Exercise instructions
Please retype the listing below without a single change.

Source material
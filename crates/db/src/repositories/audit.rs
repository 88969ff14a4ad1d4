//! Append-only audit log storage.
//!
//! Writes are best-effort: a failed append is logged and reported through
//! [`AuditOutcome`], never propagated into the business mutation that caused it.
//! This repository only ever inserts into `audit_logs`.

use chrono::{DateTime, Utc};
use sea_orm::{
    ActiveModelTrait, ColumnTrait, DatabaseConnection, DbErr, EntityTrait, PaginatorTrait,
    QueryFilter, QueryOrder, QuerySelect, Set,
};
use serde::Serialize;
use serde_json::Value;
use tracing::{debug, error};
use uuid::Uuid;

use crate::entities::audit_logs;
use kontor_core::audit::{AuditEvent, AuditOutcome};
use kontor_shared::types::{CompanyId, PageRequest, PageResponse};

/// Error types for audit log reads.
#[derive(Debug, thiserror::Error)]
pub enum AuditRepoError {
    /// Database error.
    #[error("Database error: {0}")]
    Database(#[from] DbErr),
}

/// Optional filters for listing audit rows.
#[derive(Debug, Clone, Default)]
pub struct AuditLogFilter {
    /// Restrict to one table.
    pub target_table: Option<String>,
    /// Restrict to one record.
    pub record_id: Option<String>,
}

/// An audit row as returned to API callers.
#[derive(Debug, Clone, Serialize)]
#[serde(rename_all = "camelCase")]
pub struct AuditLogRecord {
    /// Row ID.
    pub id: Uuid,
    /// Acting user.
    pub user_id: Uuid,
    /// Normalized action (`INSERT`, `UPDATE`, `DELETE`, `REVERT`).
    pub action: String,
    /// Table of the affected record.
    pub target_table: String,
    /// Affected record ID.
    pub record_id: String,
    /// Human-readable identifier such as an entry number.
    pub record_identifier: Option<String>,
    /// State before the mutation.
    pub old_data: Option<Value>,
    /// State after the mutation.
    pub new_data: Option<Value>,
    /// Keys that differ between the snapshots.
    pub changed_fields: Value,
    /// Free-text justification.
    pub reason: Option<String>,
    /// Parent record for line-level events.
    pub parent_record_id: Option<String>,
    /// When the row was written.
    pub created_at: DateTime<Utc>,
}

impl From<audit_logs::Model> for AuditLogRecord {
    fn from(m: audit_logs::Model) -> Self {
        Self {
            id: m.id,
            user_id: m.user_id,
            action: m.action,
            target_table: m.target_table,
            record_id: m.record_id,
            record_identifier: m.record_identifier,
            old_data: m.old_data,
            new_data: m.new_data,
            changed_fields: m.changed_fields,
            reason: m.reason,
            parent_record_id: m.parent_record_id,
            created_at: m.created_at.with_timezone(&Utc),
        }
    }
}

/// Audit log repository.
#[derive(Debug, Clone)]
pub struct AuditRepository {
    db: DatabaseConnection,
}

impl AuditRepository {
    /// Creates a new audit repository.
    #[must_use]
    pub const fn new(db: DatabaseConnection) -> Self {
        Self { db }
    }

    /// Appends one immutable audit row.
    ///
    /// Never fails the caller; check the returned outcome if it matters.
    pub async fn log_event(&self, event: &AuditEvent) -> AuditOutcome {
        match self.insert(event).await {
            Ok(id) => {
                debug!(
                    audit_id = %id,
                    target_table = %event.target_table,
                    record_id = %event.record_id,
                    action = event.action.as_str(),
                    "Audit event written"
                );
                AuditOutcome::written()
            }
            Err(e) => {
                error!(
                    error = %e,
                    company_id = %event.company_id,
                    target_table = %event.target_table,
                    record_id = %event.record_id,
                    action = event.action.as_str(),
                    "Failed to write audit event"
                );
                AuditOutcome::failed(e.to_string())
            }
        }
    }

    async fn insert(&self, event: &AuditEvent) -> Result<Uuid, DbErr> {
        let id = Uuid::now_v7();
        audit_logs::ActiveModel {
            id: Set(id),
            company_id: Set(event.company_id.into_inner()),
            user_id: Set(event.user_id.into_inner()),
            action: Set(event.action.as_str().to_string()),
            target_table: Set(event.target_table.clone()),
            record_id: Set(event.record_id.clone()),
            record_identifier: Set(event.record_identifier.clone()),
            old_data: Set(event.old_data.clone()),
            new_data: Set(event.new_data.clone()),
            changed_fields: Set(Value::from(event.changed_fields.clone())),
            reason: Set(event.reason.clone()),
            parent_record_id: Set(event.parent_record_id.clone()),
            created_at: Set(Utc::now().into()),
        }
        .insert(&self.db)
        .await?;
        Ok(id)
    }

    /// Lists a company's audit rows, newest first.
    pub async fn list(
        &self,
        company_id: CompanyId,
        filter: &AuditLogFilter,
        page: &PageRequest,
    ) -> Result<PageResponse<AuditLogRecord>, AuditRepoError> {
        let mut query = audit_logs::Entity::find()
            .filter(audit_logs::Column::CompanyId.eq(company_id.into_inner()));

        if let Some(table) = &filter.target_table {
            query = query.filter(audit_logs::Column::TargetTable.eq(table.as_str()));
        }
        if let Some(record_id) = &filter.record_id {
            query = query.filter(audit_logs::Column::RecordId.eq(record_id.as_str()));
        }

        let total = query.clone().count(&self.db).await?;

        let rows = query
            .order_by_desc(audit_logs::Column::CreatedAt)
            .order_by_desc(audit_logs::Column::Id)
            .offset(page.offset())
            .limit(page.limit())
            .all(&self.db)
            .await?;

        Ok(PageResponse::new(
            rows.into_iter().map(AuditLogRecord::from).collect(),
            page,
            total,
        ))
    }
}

Task result
filename crates/db/src/repositories/audit.rs
repository 88969ff14a4ad1d4
//! Append-only audit log storage.
//!
//! Writes are best-effort: a failed append is logged and reported through
//! [`AuditOutcome`], never propagated into the business mutation that caused it.
//! This repository only ever inserts into `audit_logs`.

use chrono::{DateTime, Utc};
use sea_orm::{
    ActiveModelTrait, ColumnTrait, DatabaseConnection, DbErr, EntityTrait, PaginatorTrait,
    QueryFilter, QueryOrder, QuerySelect, Set,
};
use serde::Serialize;
use serde_json::Value;
use tracing::{debug, error};
use uuid::Uuid;

use crate::entities::audit_logs;
use kontor_core::audit::{AuditEvent, AuditOutcome};
use kontor_shared::types::{CompanyId, PageRequest, PageResponse};

/// Error types for audit log reads.
#[derive(Debug, thiserror::Error)]
pub enum AuditRepoError {
    /// Database error.
    #[error("Database error: {0}")]
    Database(#[from] DbErr),
}

/// Optional filters for listing audit rows.
#[derive(Debug, Clone, Default)]
pub struct AuditLogFilter {
    /// Restrict to one table.
    pub target_table: Option<String>,
    /// Restrict to one record.
    pub record_id: Option<String>,
}

/// An audit row as returned to API callers.
#[derive(Debug, Clone, Serialize)]
#[serde(rename_all = "camelCase")]
pub struct AuditLogRecord {
    /// Row ID.
    pub id: Uuid,
    /// Acting user.
    pub user_id: Uuid,
    /// Normalized action (`INSERT`, `UPDATE`, `DELETE`, `REVERT`).
    pub action: String,
    /// Table of the affected record.
    pub target_table: String,
    /// Affected record ID.
    pub record_id: String,
    /// Human-readable identifier such as an entry number.
    pub record_identifier: Option<String>,
    /// State before the mutation.
    pub old_data: Option<Value>,
    /// State after the mutation.
    pub new_data: Option<Value>,
    /// Keys that differ between the snapshots.
    pub changed_fields: Value,
    /// Free-text justification.
    pub reason: Option<String>,
    /// Parent record for line-level events.
    pub parent_record_id: Option<String>,
    /// When the row was written.
    pub created_at: DateTime<Utc>,
}

impl From<audit_logs::Model> for AuditLogRecord {
    fn from(m: audit_logs::Model) -> Self {
        Self {
            id: m.id,
            user_id: m.user_id,
            action: m.action,
            target_table: m.target_table,
            record_id: m.record_id,
            record_identifier: m.record_identifier,
            old_data: m.old_data,
            new_data: m.new_data,
            changed_fields: m.changed_fields,
            reason: m.reason,
            parent_record_id: m.parent_record_id,
            created_at: m.created_at.with_timezone(&Utc),
        }
    }
}

/// Audit log repository.
#[derive(Debug, Clone)]
pub struct AuditRepository {
    db: DatabaseConnection,
}

impl AuditRepository {
    /// Creates a new audit repository.
    #[must_use]
    pub const fn new(db: DatabaseConnection) -> Self {
        Self { db }
    }

    /// Appends one immutable audit row.
    ///
    /// Never fails the caller; check the returned outcome if it matters.
    pub async fn log_event(&self, event: &AuditEvent) -> AuditOutcome {
        match self.insert(event).await {
            Ok(id) => {
                debug!(
                    audit_id = %id,
                    target_table = %event.target_table,
                    record_id = %event.record_id,
                    action = event.action.as_str(),
                    "Audit event written"
                );
                AuditOutcome::written()
            }
            Err(e) => {
                error!(
                    error = %e,
                    company_id = %event.company_id,
                    target_table = %event.target_table,
                    record_id = %event.record_id,
                    action = event.action.as_str(),
                    "Failed to write audit event"
                );
                AuditOutcome::failed(e.to_string())
            }
        }
    }

    async fn insert(&self, event: &AuditEvent) -> Result<Uuid, DbErr> {
        let id = Uuid::now_v7();
        audit_logs::ActiveModel {
            id: Set(id),
            company_id: Set(event.company_id.into_inner()),
            user_id: Set(event.user_id.into_inner()),
            action: Set(event.action.as_str().to_string()),
            target_table: Set(event.target_table.clone()),
            record_id: Set(event.record_id.clone()),
            record_identifier: Set(event.record_identifier.clone()),
            old_data: Set(event.old_data.clone()),
            new_data: Set(event.new_data.clone()),
            changed_fields: Set(Value::from(event.changed_fields.clone())),
            reason: Set(event.reason.clone()),
            parent_record_id: Set(event.parent_record_id.clone()),
            created_at: Set(Utc::now().into()),
        }
        .insert(&self.db)
        .await?;
        Ok(id)
    }

    /// Lists a company's audit rows, newest first.
    pub async fn list(
        &self,
        company_id: CompanyId,
        filter: &AuditLogFilter,
        page: &PageRequest,
    ) -> Result<PageResponse<AuditLogRecord>, AuditRepoError> {
        let mut query = audit_logs::Entity::find()
            .filter(audit_logs::Column::CompanyId.eq(company_id.into_inner()));

        if let Some(table) = &filter.target_table {
            query = query.filter(audit_logs::Column::TargetTable.eq(table.as_str()));
        }
        if let Some(record_id) = &filter.record_id {
            query = query.filter(audit_logs::Column::RecordId.eq(record_id.as_str()));
        }

        let total = query.clone().count(&self.db).await?;

        let rows = query
            .order_by_desc(audit_logs::Column::CreatedAt)
            .order_by_desc(audit_logs::Column::Id)
            .offset(page.offset())
            .limit(page.limit())
            .all(&self.db)
            .await?;

        Ok(PageResponse::new(
            rows.into_iter().map(AuditLogRecord::from).collect(),
            page,
            total,
        ))
    }
}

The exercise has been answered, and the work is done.